Cet homme divin naquit vraisemblablement dans la seconde
moitié du VIe siècle ; mais on ignore tout de sa patrie
et
de ses origines, car dès le début de son renoncement, il prit grand soin de
vivre en étranger. « L'exil
volontaire, écrit-il, est la séparation de toute
chose pour rendre notre pensée inséparable de Dieu » (III, 3). On sait seulement
que, dès l'âge de seize ans, après avoir acquis une solide formation
intellectuelle, il renonça à tous les attraits de cette vie de vanité, par amour
de Dieu, et se rendit au Mont Sinaï, au pied de cette Montagne Sainte où Dieu
avait autrefois révélé Sa gloire à Moise, et il s'offrit d'un cœur ardent au
Seigneur comme un holocauste d'agréable odeur.
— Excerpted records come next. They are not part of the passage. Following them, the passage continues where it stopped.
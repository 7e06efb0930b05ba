//! Rebuilding the encrypted blob from an unordered page set
//!
//! Fragments carry no length prefix; correctness rests entirely on the
//! page-number and header checks below. Any failed check aborts the whole
//! reassembly and no partial blob is returned.

use paperqr_crypto::{Salt, SALT_SIZE};

use crate::error::{PageError, PageResult};
use crate::record::PageRecord;

/// Validate a scanned page set and concatenate its data in page order.
///
/// Checks, in order:
/// 1. page 1 is present and carries a header with a 16-byte salt
/// 2. after sorting, position `i` holds page `i + 1` (catches gaps,
///    duplicates and strays) and no later page carries a header
/// 3. the header's page count equals the number of records supplied
///
/// Returns the blob and the salt from the header.
pub fn reassemble(mut records: Vec<PageRecord>) -> PageResult<(Vec<u8>, Salt)> {
    records.sort_by_key(|record| record.page_number);

    let first = records.first().ok_or(PageError::MissingPage(1))?;
    if first.page_number != 1 {
        return Err(PageError::MissingPage(1));
    }
    let header = first.header.as_ref().ok_or(PageError::MissingHeader)?;
    let salt = Salt::try_from(&header.salt[..]).map_err(|_| PageError::InvalidSaltLength {
        len: header.salt.len(),
        expected: SALT_SIZE,
    })?;
    let declared = usize::from(header.page_count);

    for (i, record) in records.iter().enumerate().skip(1) {
        let expected = i + 1;
        if usize::from(record.page_number) != expected {
            return Err(PageError::MissingPage(expected));
        }
        if record.header.is_some() {
            return Err(PageError::UnexpectedHeader { page: expected });
        }
    }

    if declared != records.len() {
        return Err(PageError::PageCountMismatch {
            declared,
            found: records.len(),
        });
    }

    let total: usize = records.iter().map(|record| record.data.len()).sum();
    let mut blob = Vec::with_capacity(total);
    for record in &records {
        blob.extend_from_slice(&record.data);
    }

    tracing::debug!(pages = records.len(), blob_len = blob.len(), "reassembled pages");
    Ok((blob, salt))
}

#[cfg(test)]
mod tests {
    use super::*;
    use crate::framer::PageLayout;
    use crate::record::PageHeader;
    use bytes::Bytes;
    use proptest::prelude::*;

    const SALT: Salt = [0x5Au8; SALT_SIZE];

    fn blob(len: usize) -> Vec<u8> {
        (0..len).map(|i| (i * 31 % 256) as u8).collect()
    }

    /// Small capacities so short blobs span several pages.
    fn pages(len: usize) -> Vec<PageRecord> {
        PageLayout::new(10, 7)
            .unwrap()
            .frame(&SALT, blob(len), 255)
            .unwrap()
    }

    #[test]
    fn test_reassemble_in_order() {
        let (data, salt) = reassemble(pages(50)).unwrap();
        assert_eq!(data, blob(50));
        assert_eq!(salt, SALT);
    }

    #[test]
    fn test_reassemble_reverse_order() {
        let mut records = pages(50);
        records.reverse();

        let (data, salt) = reassemble(records).unwrap();
        assert_eq!(data, blob(50));
        assert_eq!(salt, SALT);
    }

    #[test]
    fn test_single_page_set() {
        let (data, _) = reassemble(pages(5)).unwrap();
        assert_eq!(data, blob(5));
    }

    #[test]
    fn test_empty_set_missing_first_page() {
        assert!(matches!(reassemble(Vec::new()), Err(PageError::MissingPage(1))));
    }

    #[test]
    fn test_missing_any_non_final_page_is_named() {
        let complete = pages(50);
        let count = complete.len();
        assert!(count >= 4);

        for missing in 1..count {
            let records: Vec<PageRecord> = complete
                .iter()
                .filter(|r| usize::from(r.page_number) != missing)
                .cloned()
                .collect();
            match reassemble(records) {
                Err(PageError::MissingPage(n)) => assert_eq!(n, missing),
                other => panic!("removing page {missing}: unexpected {other:?}"),
            }
        }
    }

    #[test]
    fn test_missing_final_page_reports_count() {
        let mut records = pages(50);
        let count = records.len();
        records.pop();

        match reassemble(records) {
            Err(PageError::PageCountMismatch { declared, found }) => {
                assert_eq!(declared, count);
                assert_eq!(found, count - 1);
            }
            other => panic!("unexpected {other:?}"),
        }
    }

    #[test]
    fn test_header_declares_more_pages_than_supplied() {
        let mut records = pages(31); // 10 + 7 + 7 + 7 = 4 pages
        assert_eq!(records.len(), 4);
        records[0].header.as_mut().unwrap().page_count = 5;

        assert!(matches!(
            reassemble(records),
            Err(PageError::PageCountMismatch { declared: 5, found: 4 })
        ));
    }

    #[test]
    fn test_duplicate_page_rejected() {
        let mut records = pages(31);
        records.push(records[1].clone());

        assert!(matches!(reassemble(records), Err(PageError::MissingPage(3))));
    }

    #[test]
    fn test_page_zero_rejected() {
        let mut records = pages(31);
        records.push(PageRecord::continuation(0, Bytes::from_static(b"stray")));

        assert!(matches!(reassemble(records), Err(PageError::MissingPage(1))));
    }

    #[test]
    fn test_missing_header() {
        let mut records = pages(31);
        records[0].header = None;

        assert!(matches!(reassemble(records), Err(PageError::MissingHeader)));
    }

    #[test]
    fn test_header_on_later_page_rejected() {
        let mut records = pages(31);
        records[2].header = Some(PageHeader::new(&SALT, 4));

        assert!(matches!(
            reassemble(records),
            Err(PageError::UnexpectedHeader { page: 3 })
        ));
    }

    #[test]
    fn test_invalid_salt_length() {
        let mut records = pages(31);
        records[0].header.as_mut().unwrap().salt = Bytes::from_static(&[1, 2, 3]);

        assert!(matches!(
            reassemble(records),
            Err(PageError::InvalidSaltLength { len: 3, expected: SALT_SIZE })
        ));
    }

    proptest! {
        #[test]
        fn reassembly_is_order_independent(
            (len, shuffled) in (0usize..=300).prop_flat_map(|len| {
                (Just(len), Just(pages(len)).prop_shuffle())
            })
        ) {
            let (data, salt) = reassemble(shuffled).unwrap();
            prop_assert_eq!(data, blob(len));
            prop_assert_eq!(salt, SALT);
        }
    }
}
//! Page records as they travel inside one barcode

use bytes::Bytes;
use serde::{Deserialize, Serialize};

use paperqr_crypto::Salt;

/// Metadata carried by page 1 only.
#[derive(Debug, Clone, PartialEq, Eq, Serialize, Deserialize)]
pub struct PageHeader {
    /// Argon2id salt; kept as raw bytes so a corrupted length is detectable
    pub salt: Bytes,
    /// Total number of pages in the set (1..=255)
    pub page_count: u8,
}

impl PageHeader {
    pub fn new(salt: &Salt, page_count: u8) -> Self {
        Self {
            salt: Bytes::copy_from_slice(salt),
            page_count,
        }
    }
}

/// One page of the set. `data` is a non-overlapping slice of the blob.
#[derive(Debug, Clone, PartialEq, Eq, Serialize, Deserialize)]
pub struct PageRecord {
    #[serde(default, skip_serializing_if = "Option::is_none")]
    pub header: Option<PageHeader>,
    /// 1-indexed page number
    pub page_number: u8,
    pub data: Bytes,
}

impl PageRecord {
    /// Page 1, the only page carrying a header.
    pub fn first(header: PageHeader, data: Bytes) -> Self {
        Self {
            header: Some(header),
            page_number: 1,
            data,
        }
    }

    /// Any page after the first.
    pub fn continuation(page_number: u8, data: Bytes) -> Self {
        Self {
            header: None,
            page_number,
            data,
        }
    }
}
Repoussant dès son entrée dans le stade toute confiance en
lui-même et toute complaisance par une humilité sans feinte, il se soumit corps
et âme à un ancien, nommé Martyrios, et s'engagea, libre de tout souci, dans
l'ascension de cette échelle spirituelle (klimax) au sommet de laquelle Dieu se
tenait et l'engageait à ajouter « jour après jour, feu sur feu, ferveur sur
ferveur, désir sur désir et zèle sur zèle » (I, 46). Il regardait son pasteur
comme l'icône vivante du Christ (cf. IV, 29) et, convaincu que celui-ci devrait
rendre compte pour lui devant Dieu (IV, 33), il n'avait qu'un seul souci : celui
de rejeter sa volonté propre et de renoncer à tout discernement par plénitude de
discernement (IV, 3), de sorte qu'il n'y avait aucun intervalle de temps entre
les ordres que Martyrios lui donnait, même apparemment sans raison, et
l'obéissance de son disciple. Malgré cette parfaite soumission Martyrios le
garda néanmoins quatre ans dans l'état de novice et ne le tonsura qu'à l'âge de
vingt ans, après avoir éprouvé son humilité. Un des Moines présents ce jour-là,
nommé Stratège, prédit que ce nouveau Moine était appelé à devenir un jour un
des grands luminaires du monde. Lorsque, par la suite, Martyrios et son disciple
rendirent visite à Jean le Sabaïte, un des plus fameux ascètes de ce temps,
celui-ci, négligeant l'Ancien, alla laver les pieds de Jean. Après leur départ
il déclara qu'il ne connaissait pas ce jeune Moine, mais que, sous l'inspiration
du Saint-Esprit, il avait lavé les pieds à l'Higoumène du Sinaï. La même
prophétie fut confirmée par le grand Anastase le Sinaïte (cf. 21 avril), chez
lequel ils s'étaient également rendus.
Malgré sa jeunesse Jean montrait la maturité d'un vieillard
et un grand discernement. C'est ainsi qu'un jour, alors qu'il avait été envoyé
dans le monde pour une mission et se trouvait à table avec des séculiers, il
préféra céder un peu à la vaine gloire, en mangeant fort peu, plutôt qu'à la
gourmandise; car de deux maux, il vaut mieux préférer celui qui est le moins
dangereux pour les nouveaux venus dans la vie monastique (XXVI, 53).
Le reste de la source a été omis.